Pelosi Praises Elder Bush At Texas A&M
COLLEGE STATION (AP) - House Democratic leader Nancy Pelosi praised George H.W. Bush as she spoke Monday evening on potentially hostile turf at the former president's government school at conservative-leaning Texas A&M University.
"It's a great privilege to spend President's Day with President George Bush," Pelosi said to applause. "His name and his presidency are synonymous with the word 'civility."'
Pelosi called the Republican Bush a "strong president, confident to speak of a kinder, gentler America." And she hailed him for his work with former President Bill Clinton, raising money for disaster recovery in Haiti and in the aftermath of Hurricane Katrina and the Pacific tsunami. She also complimented his courage to skydive while in his 80s.

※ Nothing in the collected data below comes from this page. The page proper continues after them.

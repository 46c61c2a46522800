//! A single partition's pending-row queue

use std::collections::VecDeque;
use std::sync::Arc;

use parking_lot::Mutex;
use tracing::{error, warn};

use spillway_protocol::{row_from_text, row_to_text, Row, RowQueueKey};
use spillway_wal::DurableLog;

/// One buffered row plus its queue-local offset.
#[derive(Debug, Clone, PartialEq)]
pub struct QueueEntry {
    /// Zero-based, strictly increasing position within this queue
    pub offset: u64,
    /// The row itself
    pub row: Row,
}

/// What happened to an enqueue batch.
#[derive(Debug, Clone, Copy, PartialEq, Eq)]
pub struct BatchOutcome {
    /// Rows appended to the queue
    pub accepted: u64,
    /// Rows refused because the queue hit its cap
    pub rejected: u64,
}

/// Queue storage: bounded deque, or a cursor pair over the durable log.
enum QueueState {
    Memory {
        entries: VecDeque<QueueEntry>,
        next_offset: u64,
    },
    Wal {
        log: Arc<DurableLog>,
        /// Offset the next accepted row will be written at
        next_write: u64,
        /// Offset the next pop will read at; never exceeds `next_write`
        next_read: u64,
    },
}

/// Ordered pending-row queue for one partition.
///
/// Appended to by any number of producers, popped by at most one drainer
/// at a time. Offsets start at 0 and never repeat for the life of the
/// process.
pub struct RowQueue {
    key: RowQueueKey,
    max_rows: usize,
    state: Mutex<QueueState>,
}

impl RowQueue {
    /// Create an in-memory queue holding at most `max_rows` rows.
    pub fn in_memory(key: RowQueueKey, max_rows: usize) -> Self {
        Self {
            key,
            max_rows,
            state: Mutex::new(QueueState::Memory {
                entries: VecDeque::new(),
                next_offset: 0,
            }),
        }
    }

    /// Create a WAL-backed queue writing through to `log`.
    ///
    /// WAL queues are not bounded by `max_rows`; the store's TTL and size
    /// limits govern retention instead.
    pub fn wal_backed(key: RowQueueKey, max_rows: usize, log: Arc<DurableLog>) -> Self {
        Self {
            key,
            max_rows,
            state: Mutex::new(QueueState::Wal {
                log,
                next_write: 0,
                next_read: 0,
            }),
        }
    }

    /// This queue's identity.
    pub fn key(&self) -> &RowQueueKey {
        &self.key
    }

    /// Whether rows are written through to the durable log.
    pub fn is_wal_backed(&self) -> bool {
        matches!(&*self.state.lock(), QueueState::Wal { .. })
    }

    /// Append a batch.
    ///
    /// In-memory: rows are accepted one at a time until the cap is hit;
    /// the first over-cap row and every row after it in the same batch are
    /// rejected, preserving order. WAL: every row is reported accepted;
    /// rows that fail to serialize or to reach the store are logged and
    /// dropped without surfacing in the counts, and the write cursor only
    /// advances past rows that are durably stored.
    pub fn enqueue_batch(&self, rows: Vec<Row>) -> BatchOutcome {
        let total = rows.len() as u64;
        let mut state = self.state.lock();
        match &mut *state {
            QueueState::Memory {
                entries,
                next_offset,
            } => {
                let mut accepted = 0u64;
                for row in rows {
                    if entries.len() >= self.max_rows {
                        let rejected = total - accepted;
                        warn!(
                            queue = %self.key,
                            accepted,
                            rejected,
                            cap = self.max_rows,
                            "queue at capacity, rejecting remainder of batch"
                        );
                        return BatchOutcome { accepted, rejected };
                    }
                    entries.push_back(QueueEntry {
                        offset: *next_offset,
                        row,
                    });
                    *next_offset += 1;
                    accepted += 1;
                }
                BatchOutcome {
                    accepted,
                    rejected: 0,
                }
            }
            QueueState::Wal {
                log, next_write, ..
            } => {
                for row in &rows {
                    let log_key = self.key.log_key(*next_write);
                    let text = match row_to_text(row) {
                        Ok(text) => text,
                        Err(e) => {
                            error!(
                                queue = %self.key,
                                error = %e,
                                "dropping row that failed serialization"
                            );
                            continue;
                        }
                    };
                    match log.put(&log_key, &text) {
                        Ok(()) => *next_write += 1,
                        Err(e) => {
                            error!(
                                queue = %self.key,
                                key = %log_key,
                                error = %e,
                                "dropping row that failed to reach the durable log"
                            );
                        }
                    }
                }
                // The ack deliberately reports the whole batch as accepted;
                // dropped rows are visible only in the log output.
                BatchOutcome {
                    accepted: total,
                    rejected: 0,
                }
            }
        }
    }

    /// Pop the next entry in enqueue order, `None` if nothing is ready.
    ///
    /// WAL mode reads at the cursor without deleting; the cursor stays put
    /// when the store errors or the entry is missing, and skips forward
    /// when the stored text no longer decodes (the row is unrecoverable
    /// either way).
    pub fn dequeue_one(&self) -> Option<QueueEntry> {
        let mut state = self.state.lock();
        match &mut *state {
            QueueState::Memory { entries, .. } => entries.pop_front(),
            QueueState::Wal {
                log,
                next_write,
                next_read,
            } => {
                if *next_read >= *next_write {
                    return None;
                }
                let log_key = self.key.log_key(*next_read);
                match log.get(&log_key) {
                    Ok(Some(text)) => {
                        let offset = *next_read;
                        *next_read += 1;
                        match row_from_text(&text) {
                            Ok(row) => Some(QueueEntry { offset, row }),
                            Err(e) => {
                                error!(
                                    queue = %self.key,
                                    offset,
                                    error = %e,
                                    "skipping stored row that no longer decodes"
                                );
                                None
                            }
                        }
                    }
                    Ok(None) => {
                        error!(
                            queue = %self.key,
                            key = %log_key,
                            "durable log is missing an entry before the write cursor"
                        );
                        None
                    }
                    Err(e) => {
                        error!(
                            queue = %self.key,
                            key = %log_key,
                            error = %e,
                            "durable log read failed"
                        );
                        None
                    }
                }
            }
        }
    }

    /// Whether a drain would find at least one row.
    pub fn has_outstanding(&self) -> bool {
        match &*self.state.lock() {
            QueueState::Memory { entries, .. } => !entries.is_empty(),
            QueueState::Wal {
                next_write,
                next_read,
                ..
            } => next_read < next_write,
        }
    }

    /// Rows currently waiting to be drained.
    pub fn pending_rows(&self) -> u64 {
        match &*self.state.lock() {
            QueueState::Memory { entries, .. } => entries.len() as u64,
            QueueState::Wal {
                next_write,
                next_read,
                ..
            } => next_write - next_read,
        }
    }
}

impl std::fmt::Debug for RowQueue {
    fn fmt(&self, f: &mut std::fmt::Formatter<'_>) -> std::fmt::Result {
        f.debug_struct("RowQueue")
            .field("key", &self.key)
            .field("max_rows", &self.max_rows)
            .field("wal", &self.is_wal_backed())
            .field("pending", &self.pending_rows())
            .finish()
    }
}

The California liberal was greeted warmly by an overflow crowd of more than 600 people at the College Station school. Her appearance was billed as a conversation, with Andrew Card, acting dean of the George H.W. Bush School of Government and Public Service, as moderator. Card was deputy chief of staff during Bush's White House years and chief of staff when Bush's son, George W. Bush, was president.
The elder Bush, who invited Pelosi, arrived through a side door at the front of the auditorium riding a motorized chair. He did not speak at the event. He and his wife, Barbara, watched from the front row.
Pelosi, 71, lost her post as the nation's first female House speaker when the GOP took over the House in the 2010 elections.
Her first full House term coincided with the elder Bush's election as president in 1988. Beginning 12 years later, when George W. Bush was in the White House, she was in the Democratic leadership during much of his two terms. In 2008 as his second term wound down, Pelosi described the younger Bush as "a total failure" who had lost all credibility with the American people.
No such animosity was expressed during Monday's hourlong event.
Pelosi said during George H.W. Bush's term, she and other House members always believed they were getting a "fair shake." She said the elder Bush and Card "led with a level of civility that taught us a lot and that we miss."
Pelosi and Card shared a large stage with a large Bush presidential seal hovering over them and U.S. and Texas flags standing behind them. They sat in matching maroon leather chairs, separated by a small table with water glasses.
Card prompted Pelosi to reminisce about how she got into Congress and rose through the ranks to become a Democratic leader, eventually becoming the first female party leader to meet with the president in the Cabinet Room at the White House.
"I never set out to do this," Pelosi said, dismissing stories of her aspiring since age 5 to reach the top levels of government. She said as a teenager, she preferred to "rock around the clock."
"Be ready," she urged students who clearly were in the minority in the audience. "You never know what opportunity might be there."
She said it was important for women to seek public office "whatever their age."
"Know your power and whatever you can bring to the table," Pelosi said.
When Card credited her with breaking Washington's glass ceiling, Pelosi interrupted: "Marble ceiling!"
School officials accepted written questions from the audience before the event. One question asked how Pelosi could practice her Catholicism and advocate contraception under the new health care program.
"The issue is not about contraception," Pelosi said. "It's about women's health."
She acknowledged her stance differed from women in her family.
"I understand that, I respect that," she said. "The fact is, this is no longer and never was an issue of church and state." Instead, she said, it's an "issue of conscience" for each person.
The George H.W. Bush School has regularly hosted political leaders from the U.S. and abroad and A&M officials said it wasn't unusual for the elder Bush to invite political adversaries.
In 2008, he raised eyebrows when he selected frequent critic, liberal Democratic U.S. Sen. Ted Kennedy, to receive an annual Bush Award for Excellence in Public Service. Other recipients of his award have included former Soviet leader Mikhail Gorbachev, former German Chancellor Helmut Kohl, former President Ronald Reagan and former California Gov. Arnold Schwarzenegger.
Texas Gov. Rick Perry, whose GOP presidential bid this year failed, graduated from A&M, which is steeped in honor and tradition marked particularly by the school's Corps of Cadets. Several members of the corps, in their military-style dress garb, acted as ushers Monday and helped people attending the program to their seats.
Recently retired Defense Secretary Robert Gates was president at A&M when he was plucked by the younger Bush to join his cabinet and then was retained in the defense post by President Barack Obama.